Long-term safety and efficacy of tofogliflozin as add-on to insulin in patients with type 2 diabetes: Results from a 52-week, multicentre, randomized, double-blind, open-label extension, Phase 4 study in Japan (J-STEP/ INS)

Aims: To evaluate the long-term safety and efficacy of tofogliflozin as an add-on treatment to insulin over 52 weeks. Materials and methods: This 52-week, multicentre, Phase 4 study consisted of a 16-week, randomized, double-blind, placebo-controlled phase and a 36-week open label extension phase (NCT02201004). Japanese patients with type 2 diabetes mellitus, aged 20 to 75 years, with suboptimal glycaemic control (7.5%-10.5%) receiving insulin monotherapy (basal-bolus, bolus, premix [low and high] and basal) or receiving combination therapy with basal insulin and dipeptidyl peptidase-4 inhibitor were eligible for participation.

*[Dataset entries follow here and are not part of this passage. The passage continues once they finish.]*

//! TOML definition parsing
//!
//! A definition is data, never code: an ordered list of directives, each
//! either a notice or an install guarded by a platform predicate.
//!
//! ```toml
//! executable = "go"
//!
//! [[directive]]
//! kind = "install"
//! name = "go1.21.0.linux-amd64"
//! when = { os = "linux", arch = "amd64" }
//! artifact = { type = "tarball", url = "https://go.dev/dl/go1.21.0.linux-amd64.tar.gz", checksum = "..." }
//! ```

use std::fs;
use std::path::Path;

use serde::{Deserialize, Serialize};
use thiserror::Error;
use vbuild_schema::{Arch, Checksum, ChecksumError, Os};

use crate::paths::filename_from_url;

/// Errors that can occur when loading or parsing a definition.
#[derive(Error, Debug)]
pub enum DefinitionError {
    /// An I/O error occurred while reading a definition file.
    #[error("IO error: {0}")]
    Io(#[from] std::io::Error),

    /// The TOML content could not be deserialized into a definition.
    #[error("Parse error: {0}")]
    Parse(#[from] toml::de::Error),

    /// The definition parsed but is not usable.
    #[error("{0}")]
    Invalid(String),
}

/// A loaded definition body.
#[derive(Debug, Clone, Default, Serialize, Deserialize)]
#[serde(deny_unknown_fields)]
pub struct Definition {
    /// Primary executable under `<prefix>/bin`, overriding the configured default.
    #[serde(default)]
    pub executable: Option<String>,
    /// Arguments used to check the executable runs (default `["version"]`).
    #[serde(default)]
    pub verify_args: Option<Vec<String>>,
    /// Directives in declaration order.
    #[serde(default, rename = "directive")]
    pub directives: Vec<Directive>,
}

/// One entry of a definition body.
#[derive(Debug, Clone, Serialize, Deserialize)]
#[serde(tag = "kind", rename_all = "kebab-case", deny_unknown_fields)]
pub enum Directive {
    /// Print a message; has no effect on installation.
    Notice {
        /// Text to log.
        message: String,
    },
    /// Install an artifact when the predicate holds.
    Install(InstallDirective),
}

/// An artifact guarded by a platform predicate.
#[derive(Debug, Clone, Serialize, Deserialize)]
#[serde(deny_unknown_fields)]
pub struct InstallDirective {
    /// Human-readable package name; also names the extraction directory.
    #[serde(default)]
    pub name: Option<String>,
    /// Platform this artifact is built for.
    pub when: PlatformPredicate,
    /// What to fetch.
    pub artifact: Artifact,
}

impl InstallDirective {
    /// Name shown in progress output.
    pub fn display_name(&self) -> String {
        self.name
            .clone()
            .unwrap_or_else(|| self.artifact.filename().to_string())
    }
}

/// An (OS, architecture, optional OS version range) tuple.
#[derive(Debug, Clone, PartialEq, Eq, Serialize, Deserialize)]
#[serde(deny_unknown_fields)]
pub struct PlatformPredicate {
    /// Required operating system.
    pub os: Os,
    /// Required CPU architecture.
    pub arch: Arch,
    /// Optional OS version range.
    #[serde(default)]
    pub os_version: Option<OsVersionRange>,
}

/// Half-open OS version range: `min` inclusive, `max` exclusive.
#[derive(Debug, Clone, Default, PartialEq, Eq, Serialize, Deserialize)]
#[serde(deny_unknown_fields)]
pub struct OsVersionRange {
    /// Lowest accepted version.
    #[serde(default)]
    pub min: Option<String>,
    /// First version no longer accepted.
    #[serde(default)]
    pub max: Option<String>,
}

/// One fetchable unit.
#[derive(Debug, Clone, PartialEq, Eq, Serialize, Deserialize)]
#[serde(tag = "type", rename_all = "kebab-case", deny_unknown_fields)]
pub enum Artifact {
    /// A tar archive, optionally gzip/bzip2/xz/zstd compressed.
    Tarball {
        /// Download URL, optionally with a `#<checksum>` fragment.
        url: String,
        /// Expected hex digest.
        #[serde(default)]
        checksum: Option<String>,
    },
    /// A zip archive.
    Zip {
        /// Download URL, optionally with a `#<checksum>` fragment.
        url: String,
        /// Expected hex digest.
        #[serde(default)]
        checksum: Option<String>,
    },
    /// A git repository checkout.
    SourceControl {
        /// Clone URL.
        repository: String,
        /// Branch or tag to check out.
        #[serde(default)]
        reference: Option<String>,
    },
}

impl Artifact {
    /// Where to fetch from, with any checksum fragment removed.
    pub fn url(&self) -> &str {
        match self {
            Self::Tarball { url, .. } | Self::Zip { url, .. } => {
                url.split_once('#').map_or(url.as_str(), |(u, _)| u)
            }
            Self::SourceControl { repository, .. } => repository,
        }
    }

    /// The expected digest as written, from the field or the URL fragment.
    pub fn checksum_str(&self) -> Option<&str> {
        match self {
            Self::Tarball { url, checksum } | Self::Zip { url, checksum } => checksum
                .as_deref()
                .or_else(|| url.split_once('#').map(|(_, c)| c))
                .filter(|c| !c.trim().is_empty()),
            Self::SourceControl { .. } => None,
        }
    }

    /// The expected digest, validated.
    ///
    /// # Errors
    ///
    /// Returns a [`ChecksumError`] when the digest length selects no
    /// algorithm or the digest is not hex.
    pub fn checksum(&self) -> Result<Option<Checksum>, ChecksumError> {
        match self.checksum_str() {
            Some(c) => Checksum::parse(c),
            None => Ok(None),
        }
    }

    /// Canonical artifact filename, used for the workspace copy and the cache key.
    pub fn filename(&self) -> &str {
        match self {
            Self::Tarball { .. } | Self::Zip { .. } => filename_from_url(self.url()),
            Self::SourceControl { repository, .. } => {
                let base = repository.trim_end_matches('/');
                let base = base.rsplit(['/', ':']).next().unwrap_or(base);
                base.strip_suffix(".git").unwrap_or(base)
            }
        }
    }

    /// Short kind label for logs.
    pub fn kind(&self) -> &'static str {
        match self {
            Self::Tarball { .. } => "tarball",
            Self::Zip { .. } => "zip",
            Self::SourceControl { .. } => "source-control",
        }
    }
}

impl Definition {
    /// Parse a definition from a TOML file on disk.
    ///
    /// # Errors
    ///
    /// Returns `DefinitionError::Io` if the file cannot be read, or a parse
    /// or validation error for bad content.
    pub fn from_file(path: &Path) -> Result<Self, DefinitionError> {
        let content = fs::read_to_string(path)?;
        Self::parse(&content)
    }

    /// Parse a definition from a TOML string.
    ///
    /// # Errors
    ///
    /// Returns `DefinitionError::Parse` if the TOML content is invalid, or
    /// `DefinitionError::Invalid` if an artifact has an empty location.
    pub fn parse(content: &str) -> Result<Self, DefinitionError> {
        let def: Self = toml::from_str(content)?;

        for directive in &def.directives {
            if let Directive::Install(install) = directive {
                if install.artifact.url().trim().is_empty() {
                    return Err(DefinitionError::Invalid(format!(
                        "install directive '{}' has an empty {} location",
                        install.display_name(),
                        install.artifact.kind()
                    )));
                }
            }
        }

        Ok(def)
    }

    /// Install directives only, in declaration order.
    pub fn installs(&self) -> impl Iterator<Item = &InstallDirective> {
        self.directives.iter().filter_map(|d| match d {
            Directive::Install(i) => Some(i),
            Directive::Notice { .. } => None,
        })
    }
}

Patients who received tofogliflozin throughout the study (52 weeks) were referred to as the 'tofo-tofo group' and patients who received placebo and tofogliflozin (36 weeks) were referred to as the 'pla-tofo group'. Results: A total of 210 patients received treatment per randomization. Hypoglycaemia was the most common treatment-emergent adverse event (AE) (42.9% in the tofo-tofo group and 29.4% in the pla-tofo group). Patients reported genital infection, urinary tract infection, excessive urination and AEs related to volume depletion (2.1%, 2.1%, 7.1% and 10.0% of patients in the tofotofo group, and 0%, 1.5%, 2.9% and 7.4% of patients in the pla-tofo group, respectively). Mean HbA1c and body weight at baseline (mean changes +/- standard error from baseline to Week 52) in the tofo-tofo and pla-tofo groups were 8.53% (-0.76% +/- 0.077) and 8.40% (-0.73% +/- 0.102); 68.84 kg (-1.52 kg +/- 0.207) and 72.24 kg (-2.13 kg +/- 0.313), respectively. Conclusions: This study demonstrates the safety and efficacy of tofogliflozin as add-on to insulin therapy in type 2 diabetes mellitus patients, offering a new therapeutic solution to diabetes management.